Whisper large-v3 demonstrates clear improvements in both center and spread. The worst-performing group had a combined metric of 41.04%, and the 90th percentile decreased to 11.08%. Within-linguistic group IQR ranged from 0.0% to 41.0%, with a reduced median of 0.8%. Absolute and relative parity gaps also improved to 40.09% and 42.90%, respectively. These results indicate that large-v3 reduces median errors and variability for most groups, though certain underrepresented or phonetically distinct accents continue to challenge the model. The improvements suggest that increasing model capacity enhances ASR accessibility for a wider range of speakers, but disparities remain for some linguistic groups.
WER
The base model showed a mean WER of 15.3% and a median of 13.0%, with considerable variability (standard deviation of 10.41%) across linguistic groups.
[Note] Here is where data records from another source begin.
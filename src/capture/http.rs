//! HTTP camera frame source.
//!
//! Speaks the two stream shapes phone IP-webcam apps expose: a multipart
//! MJPEG stream, or a snapshot endpoint returning one JPEG per request.
//! The content type of the first response decides which. Frames are
//! decimated to the configured target rate; JPEG decode happens
//! in-memory.

use anyhow::{anyhow, Context, Result};
use std::io::Read;
use std::time::{Duration, Instant};
use url::Url;

use super::{Frame, FrameSource};

const MAX_JPEG_BYTES: usize = 5 * 1024 * 1024;

/// Configuration for an HTTP camera source.
#[derive(Clone, Debug)]
pub struct HttpCameraConfig {
    /// Stream URL, http(s) only.
    pub url: String,
    /// Target frame rate; the source drops frames above this rate.
    pub target_fps: u32,
}

impl Default for HttpCameraConfig {
    fn default() -> Self {
        Self {
            url: "http://192.168.1.11:4747/video".to_string(),
            target_fps: 10,
        }
    }
}

/// HTTP camera frame source.
pub struct HttpSource {
    config: HttpCameraConfig,
    stream: Option<HttpStream>,
    last_frame_at: Option<Instant>,
}

enum HttpStream {
    Mjpeg(MjpegStream),
    SingleJpeg,
}

impl HttpSource {
    pub fn new(config: HttpCameraConfig) -> Result<Self> {
        let url = Url::parse(&config.url).context("parse camera url")?;
        match url.scheme() {
            "http" | "https" => {}
            other => {
                return Err(anyhow!(
                    "unsupported camera scheme '{}'; expected http(s)",
                    other
                ))
            }
        }
        Ok(Self {
            config,
            stream: None,
            last_frame_at: None,
        })
    }
}

impl FrameSource for HttpSource {
    fn connect(&mut self) -> Result<()> {
        let response = ureq::get(&self.config.url)
            .call()
            .context("connect to camera http stream")?;
        let content_type = response.header("Content-Type").unwrap_or("");
        if content_type.to_lowercase().contains("multipart") {
            let reader = response.into_reader();
            self.stream = Some(HttpStream::Mjpeg(MjpegStream::new(reader)));
        } else {
            self.stream = Some(HttpStream::SingleJpeg);
        }
        Ok(())
    }

    fn next_frame(&mut self) -> Result<Frame> {
        let stream = self
            .stream
            .as_mut()
            .ok_or_else(|| anyhow!("camera source not connected; call connect() first"))?;
        let min_interval = frame_interval(self.config.target_fps);
        loop {
            let jpeg_bytes = match stream {
                HttpStream::Mjpeg(stream) => stream.read_next_jpeg(),
                HttpStream::SingleJpeg => fetch_single_jpeg(&self.config.url),
            }?;

            let now = Instant::now();
            if let Some(last) = self.last_frame_at {
                if now.duration_since(last) < min_interval {
                    continue;
                }
            }

            let frame = decode_jpeg(&jpeg_bytes)?;
            self.last_frame_at = Some(now);
            return Ok(frame);
        }
    }
}

struct MjpegStream {
    reader: Box<dyn Read + Send>,
    buffer: Vec<u8>,
}

impl MjpegStream {
    fn new(reader: Box<dyn Read + Send>) -> Self {
        Self {
            reader,
            buffer: Vec::with_capacity(64 * 1024),
        }
    }

    fn read_next_jpeg(&mut self) -> Result<Vec<u8>> {
        let mut chunk = vec![0u8; 8192];
        loop {
            if let Some((start, end)) = find_jpeg_bounds(&self.buffer) {
                let frame = self.buffer[start..end].to_vec();
                self.buffer.drain(..end);
                return Ok(frame);
            }

            let read = self.reader.read(&mut chunk).context("read mjpeg chunk")?;
            if read == 0 {
                return Err(anyhow!("mjpeg stream ended"));
            }
            self.buffer.extend_from_slice(&chunk[..read]);

            if self.buffer.len() > MAX_JPEG_BYTES * 2 {
                let keep = 2.min(self.buffer.len());
                let drain_len = self.buffer.len() - keep;
                self.buffer.drain(..drain_len);
            }
        }
    }
}

fn fetch_single_jpeg(url: &str) -> Result<Vec<u8>> {
    let response = ureq::get(url)
        .call()
        .with_context(|| format!("fetch jpeg snapshot from {}", url))?;
    let mut bytes = Vec::new();
    response
        .into_reader()
        .read_to_end(&mut bytes)
        .context("read jpeg snapshot")?;
    if bytes.is_empty() {
        return Err(anyhow!("empty jpeg snapshot"));
    }
    Ok(bytes)
}

fn decode_jpeg(bytes: &[u8]) -> Result<Frame> {
    let image = image::load_from_memory(bytes).context("decode jpeg")?;
    let rgb = image.into_rgb8();
    let (width, height) = rgb.dimensions();
    Ok(Frame::new(rgb.into_raw(), width, height))
}

/// Byte offsets of the first complete JPEG (SOI..EOI) in the buffer.
fn find_jpeg_bounds(buffer: &[u8]) -> Option<(usize, usize)> {
    let mut start = None;
    let mut i = 0;
    while i + 1 < buffer.len() {
        if buffer[i] == 0xFF && buffer[i + 1] == 0xD8 {
            start = Some(i);
            break;
        }
        i += 1;
    }
    let start = start?;
    let mut j = start + 2;
    while j + 1 < buffer.len() {
        if buffer[j] == 0xFF && buffer[j + 1] == 0xD9 {
            return Some((start, j + 2));
        }
        j += 1;
    }
    None
}

fn frame_interval(target_fps: u32) -> Duration {
    if target_fps == 0 {
        Duration::from_millis(0)
    } else {
        Duration::from_millis((1000 / target_fps).max(1) as u64)
    }
}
Some of the highest error rates were associated with linguistic groups having fewer audio samples or unique phonetic structures, suggesting that limited representation may contribute to transcription challenges. In comparison, large-v3 showed a mean WER of 9.3% and a median of 7.3%, representing a significant improvement. Variability remained (standard deviation of 9.2%), but transcription consistency improved for most groups, indicating that more powerful models may be better able to generalize across accents.
CER
At the character level, the base model had a mean CER of 8.1% and a median of 6.5%, reflecting moderate character-level errors. Large-v3 reduced these errors substantially (mean 5.0%, median 3.7%), with lower variability (standard deviation of 6.6%). These improvements indicate that larger models may be better able to capture subword patterns, although groups with underrepresented or phonetically unusual accents still experience higher CER, potentially affecting real-world applications.
KER
The KER results highlight the most pronounced improvement with large-v3. The base model had a mean KER of 6.7% and a median of 8.3%, while large-v3 reduced this to a mean of 3.2% and a median of 0.0%. The large-v3 model demonstrates more accurate transcription of critical keywords, which is especially relevant for real-world ASR applications such as voice commands and accessibility tools. Despite this, certain underrepresented linguistic groups still exhibit high keyword errors.
Linguistic Group Analysis
An analysis of the lowest-performing linguistic groups in terms of average WER, CER, and KER scores was conducted to identify areas where Whisper’s performance could be optimized.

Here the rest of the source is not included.